▶ _PROBLEM TO SOLVE_
Search the data below for the string "impl". Extract every line that contains it.

[RECORDED INFORMATION]

//! Projection of stored keys into RFC 7517 JSON Web Keys.
//!
//! This is a test double: private components (`d`, RSA CRT values, the HMAC
//! `k`) are published next to the public ones so test harnesses can inspect
//! or reuse the keys.

use crate::keys::{KeyEntry, KeyHandle, KeyMaterial};
use base64::engine::general_purpose::URL_SAFE_NO_PAD;
use base64::Engine;
use rsa::traits::{PrivateKeyParts, PublicKeyParts};
use rsa::BigUint;
use serde::{Deserialize, Serialize};

/// Declared key use for every published key.
pub const KEY_USE_SIGNATURE: &str = "sig";

/// One published key. Which optional members are set depends on `kty`:
/// `RSA` carries `n`, `e` and the private CRT values, `EC` carries `crv`,
/// `x`, `y` and `d`, `oct` carries `k`.
#[derive(Debug, Clone, Serialize, Deserialize, PartialEq, Eq)]
pub struct Jwk {
    /// Key type: `RSA`, `EC` or `oct`
    pub kty: String,
    /// Key name
    pub kid: String,
    /// Always `sig`
    #[serde(rename = "use")]
    pub key_use: String,
    /// Algorithm the key was generated for
    pub alg: String,
    /// RSA modulus
    #[serde(skip_serializing_if = "Option::is_none")]
    pub n: Option<String>,
    /// RSA public exponent
    #[serde(skip_serializing_if = "Option::is_none")]
    pub e: Option<String>,
    /// EC curve name
    #[serde(skip_serializing_if = "Option::is_none")]
    pub crv: Option<String>,
    /// EC x coordinate
    #[serde(skip_serializing_if = "Option::is_none")]
    pub x: Option<String>,
    /// EC y coordinate
    #[serde(skip_serializing_if = "Option::is_none")]
    pub y: Option<String>,
    /// RSA private exponent or EC private scalar
    #[serde(skip_serializing_if = "Option::is_none")]
    pub d: Option<String>,
    /// RSA first prime
    #[serde(skip_serializing_if = "Option::is_none")]
    pub p: Option<String>,
    /// RSA second prime
    #[serde(skip_serializing_if = "Option::is_none")]
    pub q: Option<String>,
    /// RSA first CRT exponent
    #[serde(skip_serializing_if = "Option::is_none")]
    pub dp: Option<String>,
    /// RSA second CRT exponent
    #[serde(skip_serializing_if = "Option::is_none")]
    pub dq: Option<String>,
    /// RSA CRT coefficient
    #[serde(skip_serializing_if = "Option::is_none")]
    pub qi: Option<String>,
    /// HMAC secret
    #[serde(skip_serializing_if = "Option::is_none")]
    pub k: Option<String>,
}

impl Jwk {
    fn empty(kty: &str, entry: &KeyEntry) -> Self {
        Self {
            kty: kty.to_string(),
            kid: entry.name().to_string(),
            key_use: KEY_USE_SIGNATURE.to_string(),
            alg: entry.algorithm().as_str().to_string(),
            n: None,
            e: None,
            crv: None,
            x: None,
            y: None,
            d: None,
            p: None,
            q: None,
            dp: None,
            dq: None,
            qi: None,
            k: None,
        }
    }
}

impl From<&KeyEntry> for Jwk {
    fn from(entry: &KeyEntry) -> Self {
        match entry.material() {
            KeyMaterial::Rsa(key) => {
                let primes = key.primes();
                Self {
                    n: Some(b64_uint(key.n())),
                    e: Some(b64_uint(key.e())),
                    d: Some(b64_uint(key.d())),
                    p: primes.first().map(b64_uint),
                    q: primes.get(1).map(b64_uint),
                    dp: key.dp().map(b64_uint),
                    dq: key.dq().map(b64_uint),
                    qi: key.crt_coefficient().as_ref().map(b64_uint),
                    ..Self::empty("RSA", entry)
                }
            }
            KeyMaterial::EcP256(key) => {
                let point = p256::ecdsa::VerifyingKey::from(key).to_encoded_point(false);
                Self {
                    crv: Some("P-256".to_string()),
                    x: point.x().map(b64),
                    y: point.y().map(b64),
                    d: Some(b64(key.to_bytes())),
                    ..Self::empty("EC", entry)
                }
            }
            KeyMaterial::EcP384(key) => {
                let point = p384::ecdsa::VerifyingKey::from(key).to_encoded_point(false);
                Self {
                    crv: Some("P-384".to_string()),
                    x: point.x().map(b64),
                    y: point.y().map(b64),
                    d: Some(b64(key.to_bytes())),
                    ..Self::empty("EC", entry)
                }
            }
            KeyMaterial::EcP521(key) => {
                let point = p521::ecdsa::VerifyingKey::from(key).to_encoded_point(false);
                Self {
                    crv: Some("P-521".to_string()),
                    x: point.x().map(b64),
                    y: point.y().map(b64),
                    d: Some(b64(key.to_bytes())),
                    ..Self::empty("EC", entry)
                }
            }
            KeyMaterial::Hmac(secret) => Self {
                k: Some(b64(secret.as_bytes())),
                ..Self::empty("oct", entry)
            },
        }
    }
}

fn b64(bytes: impl AsRef<[u8]>) -> String {
    URL_SAFE_NO_PAD.encode(bytes)
}

fn b64_uint(value: &BigUint) -> String {
    b64(value.to_bytes_be())
}

/// `{"keys": [...]}` document served to relying parties.
#[derive(Debug, Clone, Serialize, Deserialize, PartialEq, Eq, Default)]
pub struct JwkSet {
    /// Published keys
    pub keys: Vec<Jwk>,
}

impl JwkSet {
    /// Key set containing exactly one key.
    pub fn build_for(handle: &KeyHandle) -> Self {
        JwkSet {
            keys: vec![Jwk::from(handle.as_ref())],
        }
    }

    /// One entry per handle, in the order given.
    pub fn build_all(handles: &[KeyHandle]) -> Self {
        JwkSet {
            keys: handles.iter().map(|h| Jwk::from(h.as_ref())).collect(),
        }
    }
}

#[cfg(test)]
mod tests {
    use super::*;
    use crate::keys::KeyStore;

    #[test]
    fn test_rsa_jwk_fields() {
        let store = KeyStore::new();
        let handle = store.get_or_create("rsa-key", "RS256").unwrap();
        let jwks = JwkSet::build_for(&handle);

        assert_eq!(jwks.keys.len(), 1);
        let jwk = &jwks.keys[0];
        assert_eq!(jwk.kty, "RSA");
        assert_eq!(jwk.kid, "rsa-key");
        assert_eq!(jwk.key_use, "sig");
        assert_eq!(jwk.alg, "RS256");
        assert_eq!(jwk.e.as_deref(), Some("AQAB"));
        for part in [&jwk.n, &jwk.d, &jwk.p, &jwk.q, &jwk.dp, &jwk.dq, &jwk.qi] {
            assert!(part.is_some());
        }
        assert!(jwk.k.is_none());
    }

    #[test]
    fn test_ec_coordinate_widths() {
        let store = KeyStore::new();
        for (name, alg, width) in [("p256", "ES256", 32), ("p384", "ES384", 48), ("p521", "ES512", 66)] {
            let handle = store.get_or_create(name, alg).unwrap();
            let jwk = Jwk::from(handle.as_ref());
            assert_eq!(jwk.kty, "EC");
            for coord in [&jwk.x, &jwk.y, &jwk.d] {
                let decoded = URL_SAFE_NO_PAD.decode(coord.as_ref().unwrap()).unwrap();
                assert_eq!(decoded.len(), width, "{alg}");
            }
        }
    }

    #[test]
    fn test_hmac_jwk_exposes_secret() {
        let store = KeyStore::new();
        let handle = store.get_or_create("shared", "HS384").unwrap();
        let jwk = Jwk::from(handle.as_ref());

        assert_eq!(jwk.kty, "oct");
        let k = URL_SAFE_NO_PAD.decode(jwk.k.unwrap()).unwrap();
        assert_eq!(k.len(), 32);
        assert!(jwk.n.is_none() && jwk.x.is_none());
    }

    #[test]
    fn test_build_all_follows_snapshot_order() {
        let store = KeyStore::new();
        store.get_or_create("two", "HS256").unwrap();
        store.get_or_create("one", "HS256").unwrap();

        let jwks = JwkSet::build_all(&store.get_all());
        let kids: Vec<&str> = jwks.keys.iter().map(|k| k.kid.as_str()).collect();
        assert_eq!(kids, vec!["one", "two"]);
    }

    #[test]
    fn test_empty_set_serializes_keys_array() {
        let json = serde_json::to_value(JwkSet::build_all(&[])).unwrap();
        assert_eq!(json, serde_json::json!({ "keys": [] }));
    }
}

[/RECORDED INFORMATION]

▶ _RESULT FOR THIS EXERCISE_
impl Jwk {
impl From<&KeyEntry> for Jwk {
fn b64(bytes: impl AsRef<[u8]>) -> String {
impl JwkSet {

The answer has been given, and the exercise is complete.